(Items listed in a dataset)
- - -

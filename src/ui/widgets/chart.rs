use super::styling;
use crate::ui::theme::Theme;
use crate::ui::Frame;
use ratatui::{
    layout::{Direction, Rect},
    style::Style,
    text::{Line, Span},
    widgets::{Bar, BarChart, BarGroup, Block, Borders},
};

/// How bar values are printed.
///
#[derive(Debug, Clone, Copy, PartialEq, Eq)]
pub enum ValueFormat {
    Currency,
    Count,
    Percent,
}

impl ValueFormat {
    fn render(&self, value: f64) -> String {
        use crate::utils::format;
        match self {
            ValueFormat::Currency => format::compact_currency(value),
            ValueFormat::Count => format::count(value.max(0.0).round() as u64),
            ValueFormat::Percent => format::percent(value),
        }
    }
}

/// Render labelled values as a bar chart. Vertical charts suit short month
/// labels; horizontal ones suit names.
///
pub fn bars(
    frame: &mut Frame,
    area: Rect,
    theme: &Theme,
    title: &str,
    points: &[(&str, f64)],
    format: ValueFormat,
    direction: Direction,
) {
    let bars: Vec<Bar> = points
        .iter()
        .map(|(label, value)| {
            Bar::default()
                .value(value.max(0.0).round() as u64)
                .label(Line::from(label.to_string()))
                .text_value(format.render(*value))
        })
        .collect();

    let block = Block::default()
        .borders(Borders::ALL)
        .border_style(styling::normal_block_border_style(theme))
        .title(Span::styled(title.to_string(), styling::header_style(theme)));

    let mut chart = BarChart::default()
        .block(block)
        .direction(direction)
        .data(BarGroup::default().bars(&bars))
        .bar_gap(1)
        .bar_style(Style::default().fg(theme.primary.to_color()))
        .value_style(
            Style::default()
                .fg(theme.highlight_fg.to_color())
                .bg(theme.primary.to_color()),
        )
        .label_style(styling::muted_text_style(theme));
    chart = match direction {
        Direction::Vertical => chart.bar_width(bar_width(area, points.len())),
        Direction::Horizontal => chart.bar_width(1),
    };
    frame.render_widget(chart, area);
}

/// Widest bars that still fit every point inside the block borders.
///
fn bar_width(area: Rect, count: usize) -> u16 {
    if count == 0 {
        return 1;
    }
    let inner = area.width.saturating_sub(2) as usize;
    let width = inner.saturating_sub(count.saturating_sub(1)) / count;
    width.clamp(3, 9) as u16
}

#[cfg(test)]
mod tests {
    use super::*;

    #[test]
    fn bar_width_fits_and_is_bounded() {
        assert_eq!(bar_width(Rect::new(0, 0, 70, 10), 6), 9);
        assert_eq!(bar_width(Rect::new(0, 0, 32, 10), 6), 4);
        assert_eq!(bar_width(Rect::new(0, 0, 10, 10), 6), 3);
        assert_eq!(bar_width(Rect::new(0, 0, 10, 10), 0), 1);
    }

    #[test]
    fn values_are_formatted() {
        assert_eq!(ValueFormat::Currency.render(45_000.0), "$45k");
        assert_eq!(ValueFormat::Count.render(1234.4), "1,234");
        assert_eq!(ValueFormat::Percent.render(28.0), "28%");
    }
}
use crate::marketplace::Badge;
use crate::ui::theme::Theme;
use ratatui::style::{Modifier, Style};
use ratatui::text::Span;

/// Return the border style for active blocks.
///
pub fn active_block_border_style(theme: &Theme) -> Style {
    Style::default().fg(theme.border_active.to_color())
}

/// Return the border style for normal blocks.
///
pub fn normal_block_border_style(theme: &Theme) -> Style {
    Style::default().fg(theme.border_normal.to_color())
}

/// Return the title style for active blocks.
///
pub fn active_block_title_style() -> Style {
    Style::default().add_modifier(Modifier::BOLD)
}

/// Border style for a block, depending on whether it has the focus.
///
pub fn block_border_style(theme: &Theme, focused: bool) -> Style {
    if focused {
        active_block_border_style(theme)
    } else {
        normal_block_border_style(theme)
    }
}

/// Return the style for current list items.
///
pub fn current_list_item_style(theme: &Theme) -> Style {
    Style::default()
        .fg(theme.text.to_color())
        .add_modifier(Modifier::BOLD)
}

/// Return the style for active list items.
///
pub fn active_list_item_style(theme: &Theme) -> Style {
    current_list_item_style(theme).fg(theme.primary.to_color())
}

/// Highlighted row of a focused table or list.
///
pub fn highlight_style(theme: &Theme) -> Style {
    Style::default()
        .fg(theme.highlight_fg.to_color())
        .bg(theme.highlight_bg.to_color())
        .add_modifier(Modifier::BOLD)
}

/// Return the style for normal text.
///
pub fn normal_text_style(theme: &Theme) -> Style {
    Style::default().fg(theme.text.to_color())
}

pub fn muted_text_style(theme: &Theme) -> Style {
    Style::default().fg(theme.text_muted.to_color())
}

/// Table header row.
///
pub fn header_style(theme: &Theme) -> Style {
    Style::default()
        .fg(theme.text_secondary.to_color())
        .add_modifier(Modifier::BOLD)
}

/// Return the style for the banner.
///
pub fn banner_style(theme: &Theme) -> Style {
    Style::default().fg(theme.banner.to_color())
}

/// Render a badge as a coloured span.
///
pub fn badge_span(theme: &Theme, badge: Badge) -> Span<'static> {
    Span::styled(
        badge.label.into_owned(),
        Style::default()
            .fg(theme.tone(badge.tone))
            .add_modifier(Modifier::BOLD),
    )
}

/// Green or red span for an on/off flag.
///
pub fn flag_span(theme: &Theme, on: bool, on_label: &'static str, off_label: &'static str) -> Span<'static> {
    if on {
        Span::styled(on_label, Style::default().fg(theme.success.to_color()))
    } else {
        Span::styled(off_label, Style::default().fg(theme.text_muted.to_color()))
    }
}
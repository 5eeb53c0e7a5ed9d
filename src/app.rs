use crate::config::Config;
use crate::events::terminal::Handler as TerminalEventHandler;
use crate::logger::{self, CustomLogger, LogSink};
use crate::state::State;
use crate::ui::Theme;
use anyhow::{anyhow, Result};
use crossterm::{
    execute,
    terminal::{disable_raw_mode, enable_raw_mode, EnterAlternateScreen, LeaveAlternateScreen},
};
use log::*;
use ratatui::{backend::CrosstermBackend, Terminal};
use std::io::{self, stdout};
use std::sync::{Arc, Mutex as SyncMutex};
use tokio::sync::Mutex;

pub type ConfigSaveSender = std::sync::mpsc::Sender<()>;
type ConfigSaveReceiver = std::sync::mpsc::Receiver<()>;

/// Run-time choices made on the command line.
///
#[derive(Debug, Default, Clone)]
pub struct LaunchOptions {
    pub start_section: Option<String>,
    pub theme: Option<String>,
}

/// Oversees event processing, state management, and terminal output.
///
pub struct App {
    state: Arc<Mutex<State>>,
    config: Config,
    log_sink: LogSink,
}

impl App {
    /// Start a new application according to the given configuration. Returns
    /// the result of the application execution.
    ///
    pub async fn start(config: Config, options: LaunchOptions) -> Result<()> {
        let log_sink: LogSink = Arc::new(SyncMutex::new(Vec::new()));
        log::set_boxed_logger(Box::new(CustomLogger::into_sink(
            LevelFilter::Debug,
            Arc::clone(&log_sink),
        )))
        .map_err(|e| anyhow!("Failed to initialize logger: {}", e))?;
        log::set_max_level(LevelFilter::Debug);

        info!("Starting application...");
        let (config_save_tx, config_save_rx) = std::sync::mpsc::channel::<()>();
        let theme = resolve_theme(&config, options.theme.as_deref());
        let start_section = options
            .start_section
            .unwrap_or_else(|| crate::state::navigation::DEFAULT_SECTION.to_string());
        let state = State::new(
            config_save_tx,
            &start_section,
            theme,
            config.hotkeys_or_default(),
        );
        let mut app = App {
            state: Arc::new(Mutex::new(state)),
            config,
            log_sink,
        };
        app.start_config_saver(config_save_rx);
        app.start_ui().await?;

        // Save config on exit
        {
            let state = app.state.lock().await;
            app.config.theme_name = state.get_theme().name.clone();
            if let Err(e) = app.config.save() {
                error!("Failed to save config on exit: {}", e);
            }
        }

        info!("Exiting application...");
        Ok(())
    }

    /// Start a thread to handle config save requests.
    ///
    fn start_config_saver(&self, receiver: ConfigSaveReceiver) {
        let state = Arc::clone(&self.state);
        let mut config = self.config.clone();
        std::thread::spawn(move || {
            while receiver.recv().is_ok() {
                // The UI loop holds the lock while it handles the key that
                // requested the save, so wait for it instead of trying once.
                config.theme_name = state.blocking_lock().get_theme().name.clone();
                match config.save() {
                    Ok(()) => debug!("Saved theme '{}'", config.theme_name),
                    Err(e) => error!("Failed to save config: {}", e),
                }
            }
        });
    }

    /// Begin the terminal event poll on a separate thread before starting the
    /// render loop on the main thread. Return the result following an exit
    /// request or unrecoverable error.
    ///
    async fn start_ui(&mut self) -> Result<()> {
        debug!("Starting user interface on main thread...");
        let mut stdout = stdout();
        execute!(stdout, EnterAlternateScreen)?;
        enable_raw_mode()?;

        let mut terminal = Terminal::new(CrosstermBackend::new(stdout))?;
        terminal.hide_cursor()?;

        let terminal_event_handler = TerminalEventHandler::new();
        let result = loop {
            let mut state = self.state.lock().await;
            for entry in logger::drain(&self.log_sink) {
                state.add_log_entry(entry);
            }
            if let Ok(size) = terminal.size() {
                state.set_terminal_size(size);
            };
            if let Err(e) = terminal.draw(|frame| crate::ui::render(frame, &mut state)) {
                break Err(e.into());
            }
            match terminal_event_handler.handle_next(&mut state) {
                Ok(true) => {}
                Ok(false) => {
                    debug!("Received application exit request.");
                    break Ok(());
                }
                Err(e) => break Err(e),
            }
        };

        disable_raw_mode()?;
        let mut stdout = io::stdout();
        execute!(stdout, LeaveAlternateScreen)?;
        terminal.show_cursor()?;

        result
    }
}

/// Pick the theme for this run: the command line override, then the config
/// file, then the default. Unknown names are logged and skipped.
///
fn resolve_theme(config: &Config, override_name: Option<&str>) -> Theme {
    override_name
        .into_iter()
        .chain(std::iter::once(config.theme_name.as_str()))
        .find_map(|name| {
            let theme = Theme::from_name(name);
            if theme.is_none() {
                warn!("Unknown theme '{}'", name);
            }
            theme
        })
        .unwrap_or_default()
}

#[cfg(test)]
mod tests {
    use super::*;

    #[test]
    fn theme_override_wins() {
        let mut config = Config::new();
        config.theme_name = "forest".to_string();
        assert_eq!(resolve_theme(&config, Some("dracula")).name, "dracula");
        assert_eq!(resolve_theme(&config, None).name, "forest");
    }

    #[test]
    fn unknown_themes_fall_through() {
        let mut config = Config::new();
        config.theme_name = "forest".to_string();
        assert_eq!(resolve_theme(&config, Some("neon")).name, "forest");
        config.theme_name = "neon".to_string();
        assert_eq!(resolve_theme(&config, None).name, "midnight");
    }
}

- - -

> [Prompt]: Report every line of the records that contains the word "mpsc".

> [Exercise answer]:
pub type ConfigSaveSender = std::sync::mpsc::Sender<()>;
type ConfigSaveReceiver = std::sync::mpsc::Receiver<()>;
        let (config_save_tx, config_save_rx) = std::sync::mpsc::channel::<()>();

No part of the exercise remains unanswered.